What the task requires: Please print the data again exactly as given.

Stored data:
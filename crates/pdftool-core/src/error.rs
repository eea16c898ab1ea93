use thiserror::Error;

#[derive(Error, Debug)]
pub enum PdfToolError {
    #[error("Failed to parse PDF: {0}")]
    ParseError(String),

    #[error("Invalid page range: {0}")]
    InvalidRange(String),

    #[error("PDF operation failed: {0}")]
    OperationError(String),

    #[error("Unsupported format: {0}")]
    UnsupportedFormat(String),

    #[error("Encryption failed: {0}")]
    Encryption(String),

    #[error("Conversion failed: {0}")]
    Conversion(String),

    #[error(transparent)]
    Io(#[from] std::io::Error),
}

impl PdfToolError {
    pub(crate) fn parse(err: impl std::fmt::Display) -> Self {
        PdfToolError::ParseError(err.to_string())
    }

    pub(crate) fn save(err: impl std::fmt::Display) -> Self {
        PdfToolError::OperationError(format!("Save failed: {}", err))
    }
}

Exercise response:
filename crates/pdftool-core/src/error.rs
repository eea16c898ab1ea93
use thiserror::Error;

#[derive(Error, Debug)]
pub enum PdfToolError {
    #[error("Failed to parse PDF: {0}")]
    ParseError(String),

    #[error("Invalid page range: {0}")]
    InvalidRange(String),

    #[error("PDF operation failed: {0}")]
    OperationError(String),

    #[error("Unsupported format: {0}")]
    UnsupportedFormat(String),

    #[error("Encryption failed: {0}")]
    Encryption(String),

    #[error("Conversion failed: {0}")]
    Conversion(String),

    #[error(transparent)]
    Io(#[from] std::io::Error),
}

impl PdfToolError {
    pub(crate) fn parse(err: impl std::fmt::Display) -> Self {
        PdfToolError::ParseError(err.to_string())
    }

    pub(crate) fn save(err: impl std::fmt::Display) -> Self {
        PdfToolError::OperationError(format!("Save failed: {}", err))
    }
}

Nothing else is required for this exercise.